SNCM: Le plan de sauvetage prévoit la suppression de 600 postes

Ce plan, présenté ce jeudi au conseil de surveillance de la SNCM, ne prévoit “pas de licenciements secs”, mais des départs anticipés, des non-renouvellements de CDD et des départs volontaires, précise-t-on de même source, confirmant une information du quotidien Le Monde.

Une autre source proche du dossier a confirmé à l’AFP ce chiffre de 600 emplois à temps plein mais a précisé qu’en raison des temps partiels, il devrait affecter environ 800 des 2.000 employés de la compagnie de ferries (1.400 postes équivalents temps plein), soit 40% des effectifs.

Le plan prévoit également le renouvellement des ferries de la compagnie, selon le ministère. Deux de ses sept navires doivent être changés à court terme, ainsi que deux autres à moyen terme. Mais Veolia n’a pas l’intention de participer au financement, selon une source proche du dossier.

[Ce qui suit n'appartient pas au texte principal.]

//! Type descriptors for component storage.
//!
//! Every component type is identified by a name and a 64-bit id obtained by
//! hashing that name with FNV-1a. Nothing has to be registered by hand: the
//! name comes from [`std::any::type_name`].
//!
//! # Stability
//!
//! Ids derived by [`TypeDescriptor::of`] are identical for the same type
//! within one build, but `type_name` output is not guaranteed across
//! compiler versions, builds, or processes. Callers that persist an id must
//! supply a stable name through [`TypeDescriptor::with_stable_name`] or an
//! explicit id through [`ComponentDescriptor::from_raw`].
//!
//! Collisions between distinct names are possible in principle. When both
//! sides carry a [`TypeId`], [`TypeDescriptor::matches`] also compares those,
//! so a collision surfaces as a type mismatch instead of aliasing storage.

use std::alloc::Layout;
use std::any::TypeId;
use std::borrow::Cow;
use std::fmt;
use std::mem::needs_drop;
use std::ptr::NonNull;

const FNV_OFFSET_BASIS: u64 = 0xcbf2_9ce4_8422_2325;
const FNV_PRIME: u64 = 0x0000_0100_0000_01b3;

/// Hashes bytes with 64-bit FNV-1a.
#[must_use]
pub const fn fnv1a_64(bytes: &[u8]) -> u64 {
    let mut hash = FNV_OFFSET_BASIS;
    let mut i = 0;
    while i < bytes.len() {
        hash ^= bytes[i] as u64;
        hash = hash.wrapping_mul(FNV_PRIME);
        i += 1;
    }
    hash
}

/// Numeric identifier of a component type.
#[derive(Copy, Clone, Eq, PartialEq, Hash, PartialOrd, Ord)]
pub struct ComponentId(pub u64);

impl ComponentId {
    /// Derives the id for a component name.
    #[must_use]
    pub const fn from_name(name: &str) -> Self {
        Self(fnv1a_64(name.as_bytes()))
    }

    /// Returns the raw id.
    #[must_use]
    pub const fn get(self) -> u64 {
        self.0
    }
}

impl fmt::Debug for ComponentId {
    fn fmt(&self, f: &mut fmt::Formatter<'_>) -> fmt::Result {
        write!(f, "ComponentId({:#018x})", self.0)
    }
}

/// Name, id, and memory layout of a component type.
#[derive(Clone, Debug, PartialEq, Eq)]
pub struct TypeDescriptor {
    name: Cow<'static, str>,
    id: ComponentId,
    type_id: Option<TypeId>,
    layout: Layout,
}

impl TypeDescriptor {
    /// Describes `T`, deriving its name from [`std::any::type_name`].
    #[must_use]
    pub fn of<T: 'static>() -> Self {
        Self::with_stable_name::<T>(std::any::type_name::<T>())
    }

    /// Describes `T` under a caller-chosen name.
    ///
    /// Use this when the id must stay the same across builds.
    #[must_use]
    pub fn with_stable_name<T: 'static>(name: &'static str) -> Self {
        Self {
            name: Cow::Borrowed(name),
            id: ComponentId::from_name(name),
            type_id: Some(TypeId::of::<T>()),
            layout: Layout::new::<T>(),
        }
    }

    /// Describes a type the caller only knows by name, id, and layout.
    #[must_use]
    pub fn erased(name: impl Into<Cow<'static, str>>, id: ComponentId, layout: Layout) -> Self {
        Self {
            name: name.into(),
            id,
            type_id: None,
            layout,
        }
    }

    /// Ties this descriptor to the concrete type `T`, keeping its name and id.
    ///
    /// Used to give a name-only descriptor typed access once the Rust type
    /// behind it is known. Callers check the layout first.
    #[must_use]
    pub fn bound_to<T: 'static>(mut self) -> Self {
        self.type_id = Some(TypeId::of::<T>());
        self
    }

    /// Returns the type name.
    #[must_use]
    pub fn name(&self) -> &str {
        &self.name
    }

    /// Returns the numeric id.
    #[must_use]
    pub fn id(&self) -> ComponentId {
        self.id
    }

    /// Returns the Rust `TypeId`, if the descriptor was built from a concrete type.
    #[must_use]
    pub fn type_id(&self) -> Option<TypeId> {
        self.type_id
    }

    /// Returns the memory layout of one value.
    #[must_use]
    pub fn layout(&self) -> Layout {
        self.layout
    }

    /// Returns the byte size of one value.
    #[must_use]
    pub fn size(&self) -> usize {
        self.layout.size()
    }

    /// Checks whether `other` describes the same type.
    ///
    /// Ids and layouts must agree; `TypeId`s must agree when both are known.
    #[must_use]
    pub fn matches(&self, other: &TypeDescriptor) -> bool {
        if self.id != other.id || self.layout != other.layout {
            return false;
        }
        match (self.type_id, other.type_id) {
            (Some(a), Some(b)) => a == b,
            _ => true,
        }
    }
}

impl fmt::Display for TypeDescriptor {
    fn fmt(&self, f: &mut fmt::Formatter<'_>) -> fmt::Result {
        write!(f, "{}", self.name)
    }
}

/// Type-erased operation on one slot of component memory.
pub type ErasedFn = unsafe fn(NonNull<u8>);

unsafe fn default_construct<T: Default>(ptr: NonNull<u8>) {
    // SAFETY: caller guarantees `ptr` is valid for writes of `T` and aligned.
    unsafe { ptr.cast::<T>().write(T::default()) }
}

unsafe fn destruct<T>(ptr: NonNull<u8>) {
    // SAFETY: caller guarantees `ptr` holds an initialized `T` that is not used again.
    unsafe { ptr.cast::<T>().drop_in_place() }
}

/// A component type together with its type-erased construct and destruct operations.
///
/// This is what lets a single non-generic pool build and destroy payloads
/// it has no static knowledge of.
#[derive(Clone, Debug)]
pub struct ComponentDescriptor {
    ty: TypeDescriptor,
    default_construct: Option<ErasedFn>,
    destruct: Option<ErasedFn>,
}

impl ComponentDescriptor {
    /// Describes `T` with both a default-construct and a destruct operation.
    #[must_use]
    pub fn of<T: Default + 'static>() -> Self {
        Self {
            ty: TypeDescriptor::of::<T>(),
            default_construct: Some(default_construct::<T> as ErasedFn),
            destruct: needs_drop::<T>().then_some(destruct::<T> as ErasedFn),
        }
    }

    /// Describes `T` without a default-construct operation.
    ///
    /// Values of such a type can only be placed through the typed path.
    #[must_use]
    pub fn without_default<T: 'static>() -> Self {
        Self::for_type::<T>(TypeDescriptor::of::<T>())
    }

    /// Describes `T` under an explicit type descriptor, e.g. one with a stable name.
    ///
    /// # Panics
    ///
    /// Panics if `ty` was built for a different concrete type.
    #[must_use]
    pub fn for_type<T: 'static>(ty: TypeDescriptor) -> Self {
        assert!(
            ty.type_id.is_none_or(|id| id == TypeId::of::<T>()),
            "descriptor {} does not describe {}",
            ty.name(),
            std::any::type_name::<T>()
        );
        Self {
            ty,
            default_construct: None,
            destruct: needs_drop::<T>().then_some(destruct::<T> as ErasedFn),
        }
    }

    /// Builds a descriptor for a type known only by name, id, and layout.
    ///
    /// # Safety
    ///
    /// `default_construct` must fully initialize a value of `layout` when
    /// given an aligned pointer to `layout.size()` writable bytes, and
    /// `destruct` must release any resources of a value it initialized.
    /// Neither may unwind.
    #[must_use]
    pub unsafe fn from_raw(
        name: impl Into<Cow<'static, str>>,
        id: ComponentId,
        layout: Layout,
        default_construct: Option<ErasedFn>,
        destruct: Option<ErasedFn>,
    ) -> Self {
        Self {
            ty: TypeDescriptor::erased(name, id, layout),
            default_construct,
            destruct,
        }
    }

    /// Ties the descriptor to the concrete type `T`; see [`TypeDescriptor::bound_to`].
    #[must_use]
    pub fn bound_to<T: 'static>(self) -> Self {
        Self {
            ty: self.ty.bound_to::<T>(),
            ..self
        }
    }

    /// Returns the type descriptor.
    #[must_use]
    pub fn type_descriptor(&self) -> &TypeDescriptor {
        &self.ty
    }

    /// Returns the default-construct operation, if any.
    #[must_use]
    pub fn default_construct(&self) -> Option<ErasedFn> {
        self.default_construct
    }

    /// Returns the destruct operation, or `None` if values need no cleanup.
    #[must_use]
    pub fn destruct(&self) -> Option<ErasedFn> {
        self.destruct
    }
}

Cette annonce intervient alors que le conseil de surveillance de la compagnie a lieu jeudi à 14H30. Il réunit les principaux actionnaires de la Société nationale maritime Corse Méditerranée (SNCM), qui traverse une crise sans précédent.

Déficitaire (avec une perte d’exploitation de 14 millions d’euros en 2012), la SNCM est notamment exposée au non-renouvellement de la délégation de service public et à la réduction de 40% de la délégation de service public reliant la Corse au continent. Elle est également sous la menace d’une décision de justice européenne: Bruxelles lui demande de rembourser 200 millions d’euros d’aides publiques de l’Etat.

La compagnie est actuellement majoritairement (à 66%) détenue par Transdev, la coentreprise de transport de la Caisse des dépôts (CDC) et de Veolia Environnement, ainsi que par l’Etat (25%) et le personnel (9%). Mais Veolia doit grimper à 100% du capital dans le cadre d’un accord qui doit être finalisé cet été.